Effect of nicorandil administration on myocardial microcirculation during primary percutaneous coronary intervention in patients with acute myocardial infarction

Postepy Kardiol Interwencyjnej. 2018;14(1):26-31. doi: 10.5114/aic.2018.74352. Epub 2018 Mar 22.

Abstract

Introduction: Prevention of the no-reflow phenomenon has a crucial role in primary percutaneous coronary intervention (P-PCI) procedures.

Aim: To assess the effects of early intracoronary administration of nicorandil (NIC) during P-PCI on myocardial microcirculation in patients with acute myocardial infarction (AMI).

Material and methods: A total of 120 patients with first acute anterior wall ST segment elevation myocardial infarction who underwent P-PCI were randomly divided into two groups: the NIC group (A, n = 60) and the placebo group (B, n = 60). Before stent placement, NIC or normal saline was injected using a guiding catheter. The thrombolysis in myocardial infarction (TIMI) grade, TIMI myocardial perfusion grade (TMPG), resolution of ST segment elevation (defined as > 50% decrease in ST elevation) 1 h after surgery, and 99Tcm-methoxyisobutyl isocyanide (MIBI) rest myocardial perfusion imaging (MPI) via single-photon emission computed tomography (99Tcm-MIBI SPECT) findings 10 days after surgery were compared between the two groups.

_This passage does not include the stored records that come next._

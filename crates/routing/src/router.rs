//! Agent router

use lead_intel_config::RoutingConfig;
use lead_intel_core::{
    AgentProfile, BackupAgent, LeadPriority, LeadRecord, Outcome, RoutingError,
    RoutingRecommendation, RoutingStrategy, ScoreResult, SignalVector, Stage,
};
use std::cmp::Ordering;

use crate::criteria::{capacity_score, performance_score, specialization_score};
use crate::priority::{lead_priority, sla_minutes};

/// Scored candidate
#[derive(Debug)]
struct Candidate<'a> {
    agent: &'a AgentProfile,
    performance: f64,
    specialization: f64,
    capacity: f64,
    composite: f64,
    reasons: Vec<String>,
}

fn check_stats(agent: &AgentProfile) -> Result<(), RoutingError> {
    let s = &agent.stats;
    for (name, value) in [
        ("conversion_rate", s.conversion_rate),
        ("avg_response_minutes", s.avg_response_minutes),
        ("satisfaction", s.satisfaction),
    ] {
        if !value.is_finite() || value < 0.0 {
            return Err(RoutingError::InvalidAgent {
                agent_id: agent.id.clone(),
                message: format!("{} is {}", name, value),
            });
        }
    }
    Ok(())
}

#[derive(Debug, Clone, Default)]
pub struct AgentRouter {
    config: RoutingConfig,
}

impl AgentRouter {
    pub fn new(config: RoutingConfig) -> Self {
        Self { config }
    }

    pub fn config(&self) -> &RoutingConfig {
        &self.config
    }

    /// Recommendation for a scored lead; falls back to the sentinel
    pub fn recommend(
        &self,
        lead: &LeadRecord,
        score: &ScoreResult,
        signals: &SignalVector,
        agents: &[AgentProfile],
        strategy: Option<RoutingStrategy>,
    ) -> RoutingRecommendation {
        self.recommend_detailed(lead, score, signals, agents, strategy)
            .into_value()
    }

    pub fn recommend_detailed(
        &self,
        lead: &LeadRecord,
        score: &ScoreResult,
        signals: &SignalVector,
        agents: &[AgentProfile],
        strategy: Option<RoutingStrategy>,
    ) -> Outcome<RoutingRecommendation> {
        let strategy = strategy.unwrap_or(self.config.default_strategy);
        let priority = lead_priority(score.score, signals, &self.config);

        match self.select(lead, score, priority, agents, strategy) {
            Ok(recommendation) => Outcome::Complete(recommendation),
            Err(e) => {
                tracing::warn!(
                    lead_id = %lead.id,
                    strategy = %strategy,
                    error = %e,
                    "Routing fell back to unassigned queue"
                );
                Outcome::degraded(
                    self.sentinel(priority, strategy, e.to_string()),
                    Stage::Routing,
                    e.to_string(),
                )
            },
        }
    }

    /// The `unassigned-queue` recommendation for a lead of this priority
    pub fn sentinel(
        &self,
        priority: LeadPriority,
        strategy: RoutingStrategy,
        reason: impl Into<String>,
    ) -> RoutingRecommendation {
        let mut fallback = RoutingRecommendation::fallback(
            priority,
            strategy,
            sla_minutes(priority, &self.config),
            reason,
        );
        fallback.confidence = self.config.confidence.fallback;
        fallback
    }

    /// Rank eligible agents and build the recommendation
    pub fn select(
        &self,
        lead: &LeadRecord,
        score: &ScoreResult,
        priority: LeadPriority,
        agents: &[AgentProfile],
        strategy: RoutingStrategy,
    ) -> Result<RoutingRecommendation, RoutingError> {
        let mut candidates: Vec<Candidate<'_>> = agents
            .iter()
            .filter(|a| a.is_eligible())
            .filter(|a| match check_stats(a) {
                Ok(()) => true,
                Err(e) => {
                    tracing::warn!(agent_id = %a.id, error = %e, "Skipping agent with invalid stats");
                    false
                },
            })
            .map(|agent| self.evaluate(agent, lead, score, priority, strategy))
            .collect();

        if candidates.is_empty() {
            return Err(RoutingError::NoEligibleAgents {
                total: agents.len(),
            });
        }

        match strategy {
            RoutingStrategy::RoundRobin => candidates.sort_by(|a, b| {
                a.agent
                    .load_ratio()
                    .partial_cmp(&b.agent.load_ratio())
                    .unwrap_or(Ordering::Equal)
                    .then_with(|| a.agent.id.cmp(&b.agent.id))
            }),
            _ => candidates.sort_by(|a, b| {
                b.composite
                    .partial_cmp(&a.composite)
                    .unwrap_or(Ordering::Equal)
                    .then_with(|| a.agent.id.cmp(&b.agent.id))
            }),
        }

        let confidence = self.confidence(&candidates);
        let mut ranked = candidates.into_iter();
        let Some(best) = ranked.next() else {
            return Err(RoutingError::NoEligibleAgents {
                total: agents.len(),
            });
        };
        let backups = ranked
            .take(self.config.max_backups)
            .map(|c| BackupAgent {
                agent_id: c.agent.id.clone(),
                match_score: c.composite,
            })
            .collect();

        let mut reasons = best.reasons;
        reasons.push(format!(
            "performance {:.1}, specialization {:.1}, capacity {:.1}",
            best.performance, best.specialization, best.capacity
        ));

        tracing::debug!(
            lead_id = %lead.id,
            agent_id = %best.agent.id,
            strategy = %strategy,
            priority = %priority,
            match_score = best.composite,
            "Agent selected"
        );

        Ok(RoutingRecommendation {
            agent_id: best.agent.id.clone(),
            match_score: best.composite,
            confidence,
            backups,
            sla_minutes: sla_minutes(priority, &self.config),
            priority,
            strategy,
            predicted_response_minutes: best.agent.stats.avg_response_minutes
                * (1.0 + best.agent.load_ratio()),
            is_fallback: false,
            reasons,
        })
    }

    fn evaluate<'a>(
        &self,
        agent: &'a AgentProfile,
        lead: &LeadRecord,
        score: &ScoreResult,
        priority: LeadPriority,
        strategy: RoutingStrategy,
    ) -> Candidate<'a> {
        let performance = performance_score(agent, &self.config.performance);
        let fit = specialization_score(agent, lead, score.segment, &self.config.specialization);
        let capacity = capacity_score(agent);

        let composite = match strategy {
            RoutingStrategy::RoundRobin => capacity,
            RoutingStrategy::PerformanceBased => performance,
            RoutingStrategy::SpecializationMatch => fit.score,
            RoutingStrategy::Hybrid => {
                let w = self.config.hybrid_weights.for_priority(priority);
                w.performance * performance + w.specialization * fit.score + w.capacity * capacity
            },
        };

        Candidate {
            agent,
            performance,
            specialization: fit.score,
            capacity,
            composite: composite.clamp(0.0, 100.0),
            reasons: fit.reasons,
        }
    }

    /// Wider gaps between the top two candidates mean a clearer choice
    fn confidence(&self, ranked: &[Candidate<'_>]) -> f64 {
        let c = &self.config.confidence;
        match ranked {
            [] => c.fallback,
            [_] => c.single_candidate,
            [first, second, ..] => {
                let gap = (first.composite - second.composite).abs();
                c.base + c.span * (gap / c.gap_window).min(1.0)
            },
        }
    }
}
//! Time source

use chrono::{DateTime, Utc};

/// Source of "now" for time-relative signals
pub trait Clock: Send + Sync + 'static {
    fn now(&self) -> DateTime<Utc>;
}

/// Wall clock
#[derive(Debug, Clone, Copy, Default)]
pub struct SystemClock;

impl Clock for SystemClock {
    fn now(&self) -> DateTime<Utc> {
        Utc::now()
    }
}

/// Clock frozen at one instant, for tests and replays
#[derive(Debug, Clone, Copy)]
pub struct FixedClock(pub DateTime<Utc>);

impl Clock for FixedClock {
    fn now(&self) -> DateTime<Utc> {
        self.0
    }
}
//! Core traits and types for lead scoring and routing
//!
//! This crate provides foundational types used across all other crates:
//! - Lead, conversation and agent data types
//! - The fixed signal schema and segment labels
//! - Score and routing result types
//! - Error taxonomy and stage outcomes
//! - Content fingerprints
//! - Collaborator traits (stores, agent directory, KV cache, clock)

pub mod conversation;
pub mod error;
pub mod fingerprint;
pub mod lead;
pub mod outcome;
pub mod routing;
pub mod score;
pub mod segment;
pub mod signals;
pub mod traits;

pub use conversation::{lead_text, ConversationTurn, Speaker};
pub use error::{
    CacheError, ClassificationError, Error, ExtractionError, PipelineError, Result, RoutingError,
    ScoringError, StoreError,
};
pub use fingerprint::{feature_fingerprint, lead_key_prefix, request_fingerprint};
pub use lead::{coerce_value, CoercedValue, EngagementCounters, LeadRecord, MAX_EXTRAS};
pub use outcome::{Outcome, Stage};
pub use routing::{
    AgentProfile, AgentStats, BackupAgent, LeadPriority, PriceRange, RoutingRecommendation,
    RoutingStrategy, FALLBACK_AGENT_ID, FALLBACK_CONFIDENCE,
};
pub use score::{
    FactorContribution, ScoreResult, Tier, EMERGENCY_MODEL_VERSION, MAX_CONFIDENCE,
    MIN_CONFIDENCE,
};
pub use segment::Segment;
pub use signals::{
    linear_decay, unit, Feature, SegmentSignal, SegmentSignals, SignalCategory, SignalName,
    SignalVector, SEGMENT_SIGNAL_COUNT, SIGNAL_COUNT,
};

pub use traits::{
    AgentDirectory, Clock, ConversationStore, FixedClock, KvCache, LeadStore, SystemClock,
};
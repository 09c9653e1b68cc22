//! Segment classification rules
//!
//! Rules are evaluated in list order; the first matching rule decides the
//! segment. A lead matching nothing is `general`.

use lead_intel_core::Segment;
use serde::{Deserialize, Serialize};

use crate::ConfigError;

/// One ordered classification rule
#[derive(Debug, Clone, PartialEq, Serialize, Deserialize)]
pub struct SegmentRule {
    pub segment: Segment,
    /// Phrases matched on word boundaries against profile and lead text
    #[serde(default)]
    pub phrases: Vec<String>,
    /// Extras whose truthy value triggers the rule
    #[serde(default)]
    pub extra_flags: Vec<String>,
    /// Budget at or above this triggers the rule on its own
    #[serde(default)]
    pub min_budget: Option<f64>,
    /// Budget above this vetoes the rule
    #[serde(default)]
    pub max_budget: Option<f64>,
}

impl SegmentRule {
    pub fn new(segment: Segment, phrases: &[&str]) -> Self {
        Self {
            segment,
            phrases: phrases.iter().map(|p| p.to_string()).collect(),
            extra_flags: Vec::new(),
            min_budget: None,
            max_budget: None,
        }
    }

    pub fn with_flags(mut self, flags: &[&str]) -> Self {
        self.extra_flags = flags.iter().map(|f| f.to_string()).collect();
        self
    }

    pub fn with_min_budget(mut self, budget: f64) -> Self {
        self.min_budget = Some(budget);
        self
    }

    pub fn with_max_budget(mut self, budget: f64) -> Self {
        self.max_budget = Some(budget);
        self
    }
}

/// Ordered rule list
#[derive(Debug, Clone, PartialEq, Serialize, Deserialize)]
#[serde(default)]
pub struct SegmentRulesConfig {
    pub rules: Vec<SegmentRule>,
}

impl Default for SegmentRulesConfig {
    fn default() -> Self {
        Self {
            rules: vec![
                SegmentRule::new(
                    Segment::Military,
                    &[
                        "military", "veteran", "active duty", "va loan", "va benefits", "pcs",
                        "army", "navy", "air force", "marine corps", "deployment", "base housing",
                    ],
                )
                .with_flags(&["military_status", "veteran"]),
                SegmentRule::new(
                    Segment::TechHub,
                    &[
                        "software", "tech company", "startup", "developer", "data scientist",
                        "product manager", "google", "microsoft", "amazon", "meta", "nvidia",
                        "salesforce", "saas",
                    ],
                ),
                SegmentRule::new(
                    Segment::EnergySector,
                    &[
                        "oil", "gas", "energy", "petroleum", "refinery", "drilling", "pipeline",
                        "exxon", "chevron", "shell", "conocophillips", "halliburton", "offshore",
                        "lng",
                    ],
                ),
                SegmentRule::new(
                    Segment::Luxury,
                    &["luxury", "waterfront", "penthouse", "mansion", "high-end", "gated estate"],
                )
                .with_min_budget(1_000_000.0),
                SegmentRule::new(
                    Segment::InvestmentFocused,
                    &[
                        "investment property", "investor", "rental", "cash flow", "roi",
                        "cap rate", "portfolio", "1031", "duplex", "multifamily", "flip",
                    ],
                )
                .with_flags(&["investor"]),
                SegmentRule::new(
                    Segment::FirstTimeBuyer,
                    &["first time", "first-time", "first home", "never owned"],
                )
                .with_flags(&["first_time_buyer"])
                .with_max_budget(750_000.0),
            ],
        }
    }
}

impl SegmentRulesConfig {
    /// Rules in evaluation order
    pub fn by_priority(&self) -> impl Iterator<Item = &SegmentRule> {
        self.rules.iter()
    }

    pub fn validate(&self) -> Result<(), ConfigError> {
        for rule in &self.rules {
            if rule.segment == Segment::General {
                return Err(ConfigError::InvalidValue {
                    field: "segment_rules".to_string(),
                    message: "general is the implicit default and cannot have a rule".to_string(),
                });
            }
            if rule.phrases.is_empty() && rule.extra_flags.is_empty() && rule.min_budget.is_none()
            {
                return Err(ConfigError::InvalidValue {
                    field: format!("segment_rules.{}", rule.segment),
                    message: "Rule has no trigger".to_string(),
                });
            }
            if let (Some(min), Some(max)) = (rule.min_budget, rule.max_budget) {
                if min > max {
                    return Err(ConfigError::InvalidValue {
                        field: format!("segment_rules.{}", rule.segment),
                        message: format!("min_budget {} exceeds max_budget {}", min, max),
                    });
                }
            }
        }
        Ok(())
    }
}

Results: The number of patients who achieved TIMI grade 3 (96.67% vs. 86.67%; p = 0.047) and TMPG 3 (95% vs. 83.33%; p = 0.040) was higher in the NIC group than in the placebo group. Resolution of ST segment elevation occurred in 95% and 81.67% of the patients in the NIC and placebo groups, respectively (p = 0.023); the MPI score of the two groups was 4.1 ±1.89 and 7.3 ±2.65, respectively (p = 0.014).

Conclusions: Early coronary administration of NIC can significantly reduce the damage in the myocardial microcirculation caused by P-PCI and the myocardial infarct size in patients with AMI.

Keywords: nicorandil; no-reflow; primary percutaneous coronary intervention.